1. A method for generating a panoramic image of a scene, the method comprises:
acquiring a first image and a second image of the scene;
registering the first and the second images based at least in part on spatial relations of image data in an overlap region between the first and the second images; and
merging the registered images based at least in part on a block based mean of the overlap region between the first and second images to generate the panoramic image.
2. The method as in claim 1, wherein the acquiring comprises rotating an image capturing device about an axis and/or moving the image capturing device substantially parallel to a plane of the first image, the rotating and/or moving being performed after acquiring the first image and before acquiring the second image.
3. The method as in claim 1, wherein the acquiring comprises establishing an overlap region between the first image and second image, the extent of overlap region lying in the range of 40% to 70%.
4. The method as in claim 1, wherein the acquiring comprises capturing the second image subsequent to a change in image intensity with respect to the first image.
5. The method as in claim 1, wherein the registering comprises detecting one or more features in the first image and second image.
6. The method as in claim 5, wherein the detecting is performed by Harris corner detection technique.
7. The method of claim 5, wherein the registering further comprises matching the one or more detected features based at least in part on the spatial relations of image data in the overlap region.
8. The method of claim 7, wherein the matching comprises:
selecting a pair of feature points in a left image and a right image of the scene, the left image and right image corresponding to the first image and the second image respectively;
determining a first left distance and a first right distance between the selected pair of features in the left image and the right image respectively; and
determining a first left angle and a first right angle between the selected pair of features in the left image and the right image respectively.
9. The method of claim 8, wherein the spatial relations correspond to distance and angle between the selected pair of features in the left image and right image respectively.
10. The method of claim 8, wherein the matching further comprises:
computing a first adaptive distance threshold corresponding to the first left distance;
determining a first difference between the first left distance and the first right distance; and
comparing the determined first difference with the first adaptive distance threshold.

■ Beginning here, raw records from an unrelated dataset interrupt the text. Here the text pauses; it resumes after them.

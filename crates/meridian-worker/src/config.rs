//! Worker configuration from environment variables.

use std::net::SocketAddr;
use std::str::FromStr;

use meridian_audit::TopicConfig;
use meridian_core::category::EventCategory;
use meridian_log::config::DEFAULT_MAX_ATTEMPTS;

use crate::error::AppError;

/// Where the indexing role keeps search documents.
#[derive(Debug, Clone, Copy, PartialEq, Eq)]
pub enum SearchIndexBackend {
    /// `search_documents` table in the event store database.
    Postgres,
    /// Process memory; documents are lost on restart.
    InMemory,
}

impl FromStr for SearchIndexBackend {
    type Err = AppError;

    fn from_str(s: &str) -> Result<Self, Self::Err> {
        match s.trim().to_ascii_lowercase().as_str() {
            "postgres" => Ok(Self::Postgres),
            "memory" => Ok(Self::InMemory),
            other => Err(AppError::Config(format!(
                "MERIDIAN_SEARCH_INDEX must be postgres or memory, got {other:?}"
            ))),
        }
    }
}

/// Settings the worker reads at start-up.
#[derive(Debug, Clone, PartialEq, Eq)]
pub struct WorkerConfig {
    /// PostgreSQL connection string; absent in in-memory mode.
    pub database_url: Option<String>,
    pub host: String,
    pub port: u16,
    /// Use the in-memory store and log instead of PostgreSQL and Kafka.
    pub in_memory: bool,
    pub search_index: SearchIndexBackend,
    /// Kafka bootstrap servers; absent means the in-memory log.
    pub kafka_brokers: Option<String>,
    pub namespace: String,
    pub env: String,
    /// Per-category topic names that replace the derived defaults.
    pub topic_overrides: Vec<(EventCategory, String)>,
    pub dead_letter_topic: Option<String>,
    pub max_attempts: u32,
    /// Also dispatch events received from the log to local handlers.
    pub remote_dispatch: bool,
    /// OTLP gRPC endpoint; tracing export is off when absent.
    pub otlp_endpoint: Option<String>,
}

impl WorkerConfig {
    /// Reads the configuration from the process environment.
    ///
    /// # Errors
    ///
    /// Returns `AppError::Config` when a variable is missing or invalid.
    pub fn from_env() -> Result<Self, AppError> {
        Self::from_lookup(|key| std::env::var(key).ok())
    }

    /// Reads the configuration through `lookup`, which maps a variable name
    /// to its value.
    ///
    /// # Errors
    ///
    /// Returns `AppError::Config` when a variable is missing or invalid.
    pub fn from_lookup<F>(lookup: F) -> Result<Self, AppError>
    where
        F: Fn(&str) -> Option<String>,
    {
        let get = |key: &str| lookup(key).filter(|v| !v.trim().is_empty());

        let in_memory = parse_bool(get("MERIDIAN_IN_MEMORY").as_deref(), "MERIDIAN_IN_MEMORY")?;
        let database_url = get("DATABASE_URL");
        if !in_memory && database_url.is_none() {
            return Err(AppError::Config(
                "DATABASE_URL environment variable must be set unless MERIDIAN_IN_MEMORY=true"
                    .into(),
            ));
        }

        let search_index = match get("MERIDIAN_SEARCH_INDEX") {
            Some(value) => value.parse()?,
            None if in_memory => SearchIndexBackend::InMemory,
            None => SearchIndexBackend::Postgres,
        };
        if in_memory && search_index == SearchIndexBackend::Postgres {
            return Err(AppError::Config(
                "MERIDIAN_SEARCH_INDEX=postgres needs a database; unset MERIDIAN_IN_MEMORY".into(),
            ));
        }

        let kafka_brokers = if in_memory { None } else { get("KAFKA_BROKERS") };
        if kafka_brokers.is_some() && !cfg!(feature = "kafka") {
            return Err(AppError::Config(
                "KAFKA_BROKERS is set but the worker was built without the kafka feature".into(),
            ));
        }

        let topic_overrides = EventCategory::ALL
            .iter()
            .filter_map(|&category| {
                get(&format!("MERIDIAN_TOPIC_{}", category.as_str())).map(|topic| (category, topic))
            })
            .collect();

        let config = Self {
            database_url,
            host: get("HOST").unwrap_or_else(|| "0.0.0.0".to_owned()),
            port: parse_or("PORT", get("PORT"), 3000)?,
            in_memory,
            search_index,
            kafka_brokers,
            namespace: get("MERIDIAN_NAMESPACE").unwrap_or_else(|| "meridian".to_owned()),
            env: get("MERIDIAN_ENV").unwrap_or_else(|| "dev".to_owned()),
            topic_overrides,
            dead_letter_topic: get("MERIDIAN_TOPIC_DEAD_LETTER"),
            max_attempts: parse_or(
                "MERIDIAN_CONSUMER_MAX_ATTEMPTS",
                get("MERIDIAN_CONSUMER_MAX_ATTEMPTS"),
                DEFAULT_MAX_ATTEMPTS,
            )?
            .max(1),
            remote_dispatch: parse_bool(
                get("MERIDIAN_REMOTE_DISPATCH").as_deref(),
                "MERIDIAN_REMOTE_DISPATCH",
            )?,
            otlp_endpoint: get("OTEL_EXPORTER_OTLP_ENDPOINT"),
        };
        config
            .topics()
            .validate()
            .map_err(|e| AppError::Config(e.to_string()))?;
        Ok(config)
    }

    /// Address the HTTP server binds to.
    ///
    /// # Errors
    ///
    /// Returns `AppError::Config` if `HOST:PORT` is not a socket address.
    pub fn bind_addr(&self) -> Result<SocketAddr, AppError> {
        format!("{}:{}", self.host, self.port)
            .parse()
            .map_err(|e| AppError::Config(format!("invalid HOST:PORT combination: {e}")))
    }

    /// Topic names with the configured overrides applied.
    #[must_use]
    pub fn topics(&self) -> TopicConfig {
        let mut topics = TopicConfig::new(&self.namespace, &self.env);
        for (category, topic) in &self.topic_overrides {
            topics = topics.with_topic(*category, topic.clone());
        }
        if let Some(dead_letter) = &self.dead_letter_topic {
            topics = topics.with_dead_letter(dead_letter.clone());
        }
        topics
    }
}

fn parse_bool(value: Option<&str>, key: &str) -> Result<bool, AppError> {
    match value.map(str::trim) {
        None => Ok(false),
        Some(v) if v.eq_ignore_ascii_case("true") || v == "1" => Ok(true),
        Some(v) if v.eq_ignore_ascii_case("false") || v == "0" => Ok(false),
        Some(v) => Err(AppError::Config(format!("{key} must be true or false, got {v:?}"))),
    }
}

fn parse_or<T>(key: &str, value: Option<String>, default: T) -> Result<T, AppError>
where
    T: FromStr,
    T::Err: std::fmt::Display,
{
    value.map_or(Ok(default), |v| {
        v.trim()
            .parse()
            .map_err(|e| AppError::Config(format!("{key} is invalid: {e}")))
    })
}
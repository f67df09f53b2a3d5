//! Audit routing categories.

use std::fmt;
use std::str::FromStr;

use serde::{Deserialize, Serialize};

use crate::error::DomainError;

/// The audit-routing classification of an event.
///
/// Declaration order is significant: ordered category sets iterate
/// `Business`, `Security`, `System`, `Compliance`.
#[derive(Debug, Clone, Copy, PartialEq, Eq, PartialOrd, Ord, Hash, Serialize, Deserialize)]
#[serde(rename_all = "SCREAMING_SNAKE_CASE")]
pub enum EventCategory {
    /// Business facts and ordinary audit actions.
    Business,
    /// Authentication, authorization and access events.
    Security,
    /// Configuration and operational events.
    System,
    /// Regulatory compliance assessments.
    Compliance,
}

impl EventCategory {
    /// All categories in declaration order.
    pub const ALL: [Self; 4] = [Self::Business, Self::Security, Self::System, Self::Compliance];

    /// Upper-case name, as serialized.
    #[must_use]
    pub fn as_str(self) -> &'static str {
        match self {
            Self::Business => "BUSINESS",
            Self::Security => "SECURITY",
            Self::System => "SYSTEM",
            Self::Compliance => "COMPLIANCE",
        }
    }

    /// Lower-case segment used in topic and index names.
    #[must_use]
    pub fn slug(self) -> &'static str {
        match self {
            Self::Business => "business",
            Self::Security => "security",
            Self::System => "system",
            Self::Compliance => "compliance",
        }
    }
}

impl fmt::Display for EventCategory {
    fn fmt(&self, f: &mut fmt::Formatter<'_>) -> fmt::Result {
        f.write_str(self.as_str())
    }
}

impl FromStr for EventCategory {
    type Err = DomainError;

    fn from_str(s: &str) -> Result<Self, Self::Err> {
        match s.trim().to_ascii_uppercase().as_str() {
            "BUSINESS" => Ok(Self::Business),
            "SECURITY" => Ok(Self::Security),
            "SYSTEM" => Ok(Self::System),
            "COMPLIANCE" => Ok(Self::Compliance),
            other => Err(DomainError::Validation(format!(
                "unknown event category: {other}"
            ))),
        }
    }
}
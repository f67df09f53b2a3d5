//! Shared test doubles for the Meridian event backbone.

mod clock;
mod events;
mod log;
mod store;

pub use clock::FixedClock;
pub use events::{
    asset_created, audit_trail, compliance_audit, entity_state_changed, fixed_time,
};
pub use log::{AckCounter, FailingEventLog, RecordingAck, RecordingEventLog, SentRecord};
pub use store::FailingEventStore;
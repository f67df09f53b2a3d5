//! Replay and point-in-time reconstruction from the event store.

use std::collections::BTreeMap;
use std::sync::Arc;

use chrono::{DateTime, Utc};
use meridian_core::error::DomainError;
use meridian_core::event::{DomainEvent, EventKind};
use meridian_core::repository::EventStore;
use serde::Serialize;
use serde_json::Value;
use uuid::Uuid;

use crate::processor::EventProcessor;

/// Re-dispatches stored events through the processor.
pub struct EventReplayer {
    store: Arc<dyn EventStore>,
    processor: Arc<EventProcessor>,
}

impl std::fmt::Debug for EventReplayer {
    fn fmt(&self, f: &mut std::fmt::Formatter<'_>) -> std::fmt::Result {
        f.debug_struct("EventReplayer").finish_non_exhaustive()
    }
}

impl EventReplayer {
    #[must_use]
    pub fn new(store: Arc<dyn EventStore>, processor: Arc<EventProcessor>) -> Self {
        Self { store, processor }
    }

    /// Replays the events of `aggregate_id` that occurred at or after `from`.
    ///
    /// Returns the number of events dispatched.
    ///
    /// # Errors
    ///
    /// Returns the store error if the events cannot be loaded. Handler
    /// failures do not stop the replay.
    pub async fn replay(&self, aggregate_id: &str, from: DateTime<Utc>) -> Result<usize, DomainError> {
        let events = self.store.find_events_for_replay(aggregate_id, from).await?;
        let replayed = self.dispatch_all(&events).await;
        tracing::info!(aggregate_id, %from, replayed, "aggregate replayed");
        Ok(replayed)
    }

    /// Replays every event sharing `correlation_id`.
    ///
    /// # Errors
    ///
    /// Returns the store error if the events cannot be loaded.
    pub async fn replay_correlation(&self, correlation_id: Uuid) -> Result<usize, DomainError> {
        let events = self
            .store
            .find_events_by_correlation_id(correlation_id)
            .await?;
        let replayed = self.dispatch_all(&events).await;
        tracing::info!(%correlation_id, replayed, "correlated events replayed");
        Ok(replayed)
    }

    async fn dispatch_all(&self, events: &[DomainEvent]) -> usize {
        for event in events {
            let report = self.processor.process_event(event).await;
            if !report.is_success() {
                tracing::warn!(
                    event_id = %event.event_id,
                    failures = report.failures.len(),
                    "replayed event had handler failures"
                );
            }
        }
        events.len()
    }
}

/// One event that contributed to an [`EntityHistory`].
#[derive(Debug, Clone, PartialEq, Serialize)]
pub struct HistoryEntry {
    pub event_id: Uuid,
    pub event_type: &'static str,
    pub occurred_on: DateTime<Utc>,
    /// User that made the change, when recorded.
    pub actor: Option<String>,
    /// Audit action type, for audit trail entries.
    pub action: Option<String>,
    /// Fields the event changed, sorted.
    pub changed_fields: Vec<String>,
}

/// State of an entity as of a point in time, rebuilt from its audit events.
#[derive(Debug, Clone, PartialEq, Serialize)]
pub struct EntityHistory {
    pub entity_type: String,
    pub entity_id: String,
    pub as_of: DateTime<Utc>,
    /// Field → latest value.
    pub state: BTreeMap<String, Value>,
    /// Set by a `DELETE` audit action.
    pub deleted: bool,
    /// Contributing events, oldest first.
    pub timeline: Vec<HistoryEntry>,
}

impl EntityHistory {
    /// Folds the entity's state-change and audit trail events up to `as_of`.
    ///
    /// Field changes overwrite the field's value; an audit trail after
    /// snapshot overwrites every field it contains.
    ///
    /// # Errors
    ///
    /// Returns the store error if the events cannot be loaded.
    pub async fn reconstruct(
        store: &dyn EventStore,
        entity_type: &str,
        entity_id: &str,
        as_of: DateTime<Utc>,
    ) -> Result<Self, DomainError> {
        let events = store
            .find_audit_trail_events(entity_type, entity_id, DateTime::<Utc>::UNIX_EPOCH, as_of)
            .await?;

        let mut history = Self {
            entity_type: entity_type.to_owned(),
            entity_id: entity_id.to_owned(),
            as_of,
            state: BTreeMap::new(),
            deleted: false,
            timeline: Vec::with_capacity(events.len()),
        };
        for event in &events {
            history.apply(event);
        }
        Ok(history)
    }

    /// Current value of `field`, if any event set it.
    #[must_use]
    pub fn field(&self, field: &str) -> Option<&Value> {
        self.state.get(field)
    }

    fn apply(&mut self, event: &DomainEvent) {
        let (actor, action, mut changed_fields) = match &event.kind {
            EventKind::EntityStateChanged(changed) => {
                let mut fields = Vec::with_capacity(changed.changes.len());
                for change in &changed.changes {
                    self.state
                        .insert(change.field.clone(), change.new_value.clone());
                    fields.push(change.field.clone());
                }
                (changed.changed_by.clone(), None, fields)
            }
            EventKind::AuditTrail(audit) => {
                let mut fields = Vec::new();
                if let Some(Value::Object(snapshot)) = &audit.after_snapshot {
                    for (field, value) in snapshot {
                        self.state.insert(field.clone(), value.clone());
                        fields.push(field.clone());
                    }
                }
                let action = audit.action_type.as_deref().map(str::to_ascii_uppercase);
                if action.as_deref() == Some("DELETE") {
                    self.deleted = true;
                }
                (audit.username.clone(), action, fields)
            }
            _ => return,
        };
        changed_fields.sort();
        changed_fields.dedup();

        self.timeline.push(HistoryEntry {
            event_id: event.event_id,
            event_type: event.event_type(),
            occurred_on: event.occurred_on,
            actor,
            action,
            changed_fields,
        });
    }
}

11. The method of claim 10, wherein the matching further comprises:
determining, based on the comparing, a difference between the first left angle and the first right angle; and
determining a first rotation direction based at least in part on the first left angle, first right angle and the determined difference between the first left angle and the first right angle.
12. The method of claim 11, wherein the matching further comprises:
comparing the difference between the first left angle and the first right angle with an angle threshold; and
selecting, based on the comparing with the angle threshold, a second and a third feature in the left image and the right image respectively.
13. The method of claim 12, wherein the matching further comprises:
determining a second left distance between the second feature and one of the selected pair of features in the left image;
determining a second right distance between the third feature and one of the selected pair of feature in the right image;
determining a second left angle between the second feature and the one of selected pair of features in the left image; and
determining a second right angle between the third feature and the one of selected pair of features in the right image.
14. The method of claim 13, wherein the matching further comprises:
computing a second adaptive distance threshold corresponding to the second left distance;
determining a second difference between the second left distance and the second right distance; and
comparing the determined second difference with the second adaptive distance threshold.
15. The method of claim 14, wherein the matching further comprises:
determining, based on the comparing of the determined second difference with the second adaptive threshold, a difference between the second left angle and the second right angle; and
determining a second rotation direction based at least in part on the second left angle, second right angle and the determined difference between the second left angle and the second right angle.
16. The method of claim 15, wherein the matching further comprises:
comparing the first rotation direction and the second rotation direction; and
setting, based on the comparison of the first and second rotation directions, a rotation flag value to 1.
17. The method of claim 16, wherein the matching further comprises:
discarding one or more of the first rotation direction and the second rotation direction if either of the corresponding first and second angle differences are less than or equal to 3.
18. The method of claim 10, wherein the determining of the first or second adaptive distance thresholds comprises:
setting the first or the second adaptive distance thresholds to 2 if the first left distance and second left distance is less than 35 respectively;
setting the first or second adaptive distance thresholds to 4 if the first left distance and second left distance is less than 100 respectively; and
setting the first or second adaptive distance thresholds to 6 if the first left distance and second left distance is greater than 100 respectively.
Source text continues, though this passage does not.